WASHINGTON — A federal appeals court has ordered a Washington judge to end a contempt of court investigation into the Trump administration’s handling of deportation flights carrying Venezuelan migrants to El Salvador. The ruling, issued Tuesday, says Chief Judge James Boasberg abused his discretion in pressing ahead with criminal contempt proceedings over the March 2025 flights. The panel said the administration has a “clear and indisputable” right to have the contempt of court case terminated.
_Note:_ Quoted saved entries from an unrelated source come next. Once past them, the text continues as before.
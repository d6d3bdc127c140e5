//! In-memory representation of one uploaded or retrieved PDF.

use std::fmt;
use std::path::{Path, PathBuf};
use std::sync::Arc;

use tempfile::TempPath;
use uuid::Uuid;

/// Opaque document identifier, unique for the lifetime of the session.
#[derive(Debug, Clone, Copy, PartialEq, Eq, Hash)]
pub struct DocumentId(Uuid);

impl DocumentId {
    pub fn new() -> Self {
        Self(Uuid::new_v4())
    }
}

impl Default for DocumentId {
    fn default() -> Self {
        Self::new()
    }
}

impl fmt::Display for DocumentId {
    fn fmt(&self, f: &mut fmt::Formatter<'_>) -> fmt::Result {
        write!(f, "{}", self.0)
    }
}

/// How the document entered the session.
#[derive(Debug, Clone, PartialEq, Eq)]
pub enum Origin {
    /// Picked from the local filesystem (or handed over as raw bytes).
    Local,
    /// Fetched from the blob store by key.
    Remote { key: String },
}

/// Backing file for the display locator.
///
/// `Transient` files live in the gateway's scratch directory and are removed
/// when the owning handle is dropped.
#[derive(Debug)]
enum Locator {
    Path(PathBuf),
    Transient(TempPath),
}

impl Locator {
    fn path(&self) -> &Path {
        match self {
            Locator::Path(p) => p.as_path(),
            Locator::Transient(t) => &**t,
        }
    }
}

/// One document in the registry. Never mutated after creation.
#[derive(Debug)]
pub struct DocumentHandle {
    id: DocumentId,
    name: String,
    bytes: Arc<[u8]>,
    locator: Locator,
    origin: Origin,
}

impl DocumentHandle {
    /// A handle whose locator is an existing file the session does not own.
    pub fn from_path(name: impl Into<String>, bytes: Vec<u8>, path: PathBuf) -> Self {
        Self {
            id: DocumentId::new(),
            name: name.into(),
            bytes: Arc::from(bytes),
            locator: Locator::Path(path),
            origin: Origin::Local,
        }
    }

    /// A handle backed by a temporary file that is deleted with the handle.
    pub fn from_temp(
        name: impl Into<String>,
        bytes: Arc<[u8]>,
        temp: TempPath,
        origin: Origin,
    ) -> Self {
        Self {
            id: DocumentId::new(),
            name: name.into(),
            bytes,
            locator: Locator::Transient(temp),
            origin,
        }
    }

    pub fn id(&self) -> DocumentId {
        self.id
    }

    /// Original filename, e.g. `plan123.pdf`.
    pub fn name(&self) -> &str {
        &self.name
    }

    pub fn bytes(&self) -> &[u8] {
        &self.bytes
    }

    /// Shared view of the payload, for tasks that outlive a borrow.
    pub fn shared_bytes(&self) -> Arc<[u8]> {
        Arc::clone(&self.bytes)
    }

    pub fn len(&self) -> usize {
        self.bytes.len()
    }

    pub fn is_empty(&self) -> bool {
        self.bytes.is_empty()
    }

    pub fn origin(&self) -> &Origin {
        &self.origin
    }

    /// Filesystem path behind the locator.
    pub fn path(&self) -> &Path {
        self.locator.path()
    }

    /// Dereferenceable `file://` URL for external viewers.
    pub fn url(&self) -> String {
        let path = self.locator.path();
        reqwest::Url::from_file_path(path)
            .map(|u| u.to_string())
            .unwrap_or_else(|_| format!("file://{}", path.display()))
    }

    /// Whether the locator is a session-owned temporary file.
    pub fn is_transient(&self) -> bool {
        matches!(self.locator, Locator::Transient(_))
    }
}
What the appeals panel decided
The three-judge panel from the U. S. Court of Appeals for the District of Columbia Circuit said Boasberg’s investigation was “intrusive” and should stop. Circuit Judge Neomi Rao, writing for the majority, said criminal contempt is available only when an order is clear and specific, and said Boasberg’s March 2025 order did not clearly and specifically bar the government from transferring plaintiffs into Salvadoran custody.
The case centers on flights that were in the air on March 15, 2025, when Boasberg ordered the administration to turn them around. The judge later said the administration may have acted in bad faith by trying to rush Venezuelan migrants out of the country in defiance of his order blocking their deportations to El Salvador. In an April 16, 2025 order, Boasberg said he had given the administration “ample opportunity to rectify or explain their actions” but concluded that none of the responses was satisfactory.
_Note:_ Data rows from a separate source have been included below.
//! Hand-rolled test doubles shared by the integration tests.

#![allow(dead_code)]

use std::sync::Mutex;
use std::sync::atomic::{AtomicUsize, Ordering};
use std::time::Duration;

use docqa_core::blob::MemoryBlobStore;
use docqa_core::{Answer, BlobError, BlobStore, BoxFuture, DocumentHandle, InferenceClient, InferenceError};

/// A configurable mock response for [`MockInference`].
#[derive(Clone, Debug)]
pub enum MockReply {
    Answer(String),
    Status(u16),
    Transport(String),
}

/// Inference double: fixed reply or a sequence (last one repeats), optional
/// latency, and a record of every prompt it was asked.
pub struct MockInference {
    replies: Mutex<Vec<MockReply>>,
    fallback: MockReply,
    delay: Option<Duration>,
    calls: AtomicUsize,
    prompts: Mutex<Vec<(String, String)>>,
}

impl MockInference {
    pub fn new(reply: MockReply) -> Self {
        Self {
            replies: Mutex::new(Vec::new()),
            fallback: reply,
            delay: None,
            calls: AtomicUsize::new(0),
            prompts: Mutex::new(Vec::new()),
        }
    }

    pub fn answering(text: &str) -> Self {
        Self::new(MockReply::Answer(text.to_string()))
    }

    pub fn with_sequence(mut replies: Vec<MockReply>) -> Self {
        assert!(!replies.is_empty(), "sequence must have at least one reply");
        replies.reverse();
        let fallback = replies.first().cloned().unwrap();
        Self {
            replies: Mutex::new(replies),
            ..Self::new(fallback)
        }
    }

    pub fn with_delay(mut self, delay: Duration) -> Self {
        self.delay = Some(delay);
        self
    }

    pub fn call_count(&self) -> usize {
        self.calls.load(Ordering::SeqCst)
    }

    /// `(document name, prompt)` for every call, in order.
    pub fn prompts(&self) -> Vec<(String, String)> {
        self.prompts.lock().unwrap().clone()
    }
}

impl InferenceClient for MockInference {
    fn name(&self) -> &str {
        "mock"
    }

    fn ask<'a>(
        &'a self,
        document: &'a DocumentHandle,
        prompt: &'a str,
    ) -> BoxFuture<'a, Result<Answer, InferenceError>> {
        self.calls.fetch_add(1, Ordering::SeqCst);
        self.prompts
            .lock()
            .unwrap()
            .push((document.name().to_string(), prompt.to_string()));
        let reply = self
            .replies
            .lock()
            .unwrap()
            .pop()
            .unwrap_or_else(|| self.fallback.clone());
        let delay = self.delay;

        Box::pin(async move {
            if let Some(d) = delay {
                tokio::time::sleep(d).await;
            }
            match reply {
                MockReply::Answer(text) => Ok(Answer {
                    text,
                    sources: None,
                }),
                MockReply::Status(status) => Err(InferenceError::Status {
                    status,
                    message: None,
                }),
                MockReply::Transport(msg) => Err(InferenceError::Transport(msg)),
            }
        })
    }
}

/// Memory store that counts operations and can be told to fail.
#[derive(Default)]
pub struct CountingStore {
    inner: MemoryBlobStore,
    pub gets: AtomicUsize,
    pub puts: AtomicUsize,
    fail_puts: bool,
    fail_gets: bool,
}

impl CountingStore {
    pub fn new() -> Self {
        Self::default()
    }

    pub fn failing_puts() -> Self {
        Self {
            fail_puts: true,
            ..Self::default()
        }
    }

    pub fn failing_gets() -> Self {
        Self {
            fail_gets: true,
            ..Self::default()
        }
    }

    pub fn put_count(&self) -> usize {
        self.puts.load(Ordering::SeqCst)
    }

    pub fn get_count(&self) -> usize {
        self.gets.load(Ordering::SeqCst)
    }

    pub async fn seed(&self, key: &str, data: &[u8]) {
        self.inner.put(key, data).await.unwrap();
    }

    pub async fn contains(&self, key: &str) -> bool {
        self.inner.exists(key).await.unwrap()
    }
}

impl BlobStore for CountingStore {
    fn name(&self) -> &str {
        "counting"
    }

    fn exists<'a>(&'a self, key: &'a str) -> BoxFuture<'a, Result<bool, BlobError>> {
        self.inner.exists(key)
    }

    fn get<'a>(&'a self, key: &'a str) -> BoxFuture<'a, Result<Vec<u8>, BlobError>> {
        self.gets.fetch_add(1, Ordering::SeqCst);
        if self.fail_gets {
            return Box::pin(async { Err(BlobError::Transport("connection reset".into())) });
        }
        self.inner.get(key)
    }

    fn put<'a>(&'a self, key: &'a str, data: &'a [u8]) -> BoxFuture<'a, Result<(), BlobError>> {
        self.puts.fetch_add(1, Ordering::SeqCst);
        if self.fail_puts {
            return Box::pin(async { Err(BlobError::Status { status: 503, key: key.to_string() }) });
        }
        self.inner.put(key, data)
    }
}

pub const PDF_BYTES: &[u8] = b"%PDF-1.4\n%test\n";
Contempt Of Court dispute deepens
The contempt of court fight has also become a broader clash over the judge’s authority and the administration’s conduct. Administration officials have claimed Boasberg is biased and overstepped his authority. President Donald Trump has called for Boasberg’s impeachment, and last year the Justice Department filed a misconduct complaint accusing him of making improper public comments about Trump and his administration.
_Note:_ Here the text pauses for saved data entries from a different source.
use ratatui::Frame;
use ratatui::layout::Rect;
use ratatui::style::{Modifier, Style};
use ratatui::text::{Line, Span};
use ratatui::widgets::{Block, Borders, Paragraph, Wrap};

use docqa_core::Origin;

use crate::app::App;
use crate::model::preview::PreviewState;
use crate::view::{format_bytes, spinner_char};

/// Viewer pane for the active document: metadata, locator and a text excerpt.
pub fn render(f: &mut Frame, app: &App, area: Rect) {
    let theme = &app.theme;
    let block = Block::default()
        .borders(Borders::ALL)
        .border_style(theme.border_style())
        .title(" Viewer ");

    let Some(doc) = app.session.active() else {
        let hint = Paragraph::new(vec![
            Line::from(""),
            Line::from(Span::styled(
                "  No document open.",
                Style::default().fg(theme.dim),
            )),
            Line::from(Span::styled(
                "  Press a to pick a PDF or / to fetch one by name.",
                Style::default().fg(theme.dim),
            )),
        ])
        .block(block);
        f.render_widget(hint, area);
        return;
    };

    let label = Style::default().fg(theme.dim);
    let origin = match doc.origin() {
        Origin::Local => "local file".to_string(),
        Origin::Remote { key } => format!("fetched as {key}"),
    };

    let mut lines = vec![
        Line::from(Span::styled(
            doc.name().to_string(),
            Style::default().fg(theme.text).add_modifier(Modifier::BOLD),
        )),
        Line::from(vec![
            Span::styled("size: ", label),
            Span::styled(format_bytes(doc.len() as u64), Style::default().fg(theme.text)),
            Span::styled("  source: ", label),
            Span::styled(origin, Style::default().fg(theme.text)),
        ]),
        Line::from(vec![
            Span::styled("open: ", label),
            Span::styled(doc.url(), Style::default().fg(theme.active)),
        ]),
    ];

    match app.previews.get(&doc.id()) {
        Some(PreviewState::Ready(preview)) => {
            lines[1].spans.push(Span::styled("  pages: ", label));
            lines[1]
                .spans
                .push(Span::styled(preview.pages.to_string(), Style::default().fg(theme.text)));
            lines.push(Line::from(""));
            if preview.excerpt.is_empty() {
                lines.push(Line::from(Span::styled("(no extractable text)", label)));
            } else {
                for text_line in preview.excerpt.lines() {
                    lines.push(Line::from(Span::styled(
                        text_line.to_string(),
                        Style::default().fg(theme.text),
                    )));
                }
            }
        }
        Some(PreviewState::Unavailable(reason)) => {
            lines.push(Line::from(""));
            lines.push(Line::from(Span::styled(
                format!("preview unavailable: {reason}"),
                Style::default().fg(theme.warn),
            )));
        }
        Some(PreviewState::Loading) | None => {
            lines.push(Line::from(""));
            lines.push(Line::from(Span::styled(
                format!("{} reading pages\u{2026}", spinner_char(app.tick)),
                Style::default().fg(theme.spinner),
            )));
        }
    }

    let paragraph = Paragraph::new(lines)
        .block(block)
        .wrap(Wrap { trim: false });
    f.render_widget(paragraph, area);
}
Rao was nominated by Trump, while Boasberg was nominated by Democratic President Barack Obama. Judge Justin Walker, also a Trump nominee, wrote separately to concur with Rao’s view. Judge J. Michelle Childs, nominated by Democratic President Joe Biden, dissented.
What the judges said
Rao wrote that the legal error at the center of the contempt of court proceedings showed why further district court investigation would be an abuse of discretion. She said the administration’s right to termination of the proceedings was clear and indisputable. Her opinion framed the March 2025 order as too unclear to support criminal contempt.
Childs’s dissent means the panel was divided, but the majority’s ruling is now the controlling step in the case. The order places the focus back on whether any further district court action can continue after the appeals court’s intervention.
What happens next
The immediate next step is that the contempt of court investigation must end unless there is another successful challenge. The ruling leaves in place a sharp judicial split over the March 2025 deportation flights and over how far a district judge can go when a court order is disputed in a fast-moving immigration case. For now, the appeals court has told Boasberg to stop, and the contempt of court fight over the Venezuelan migrant flights has entered its next phase.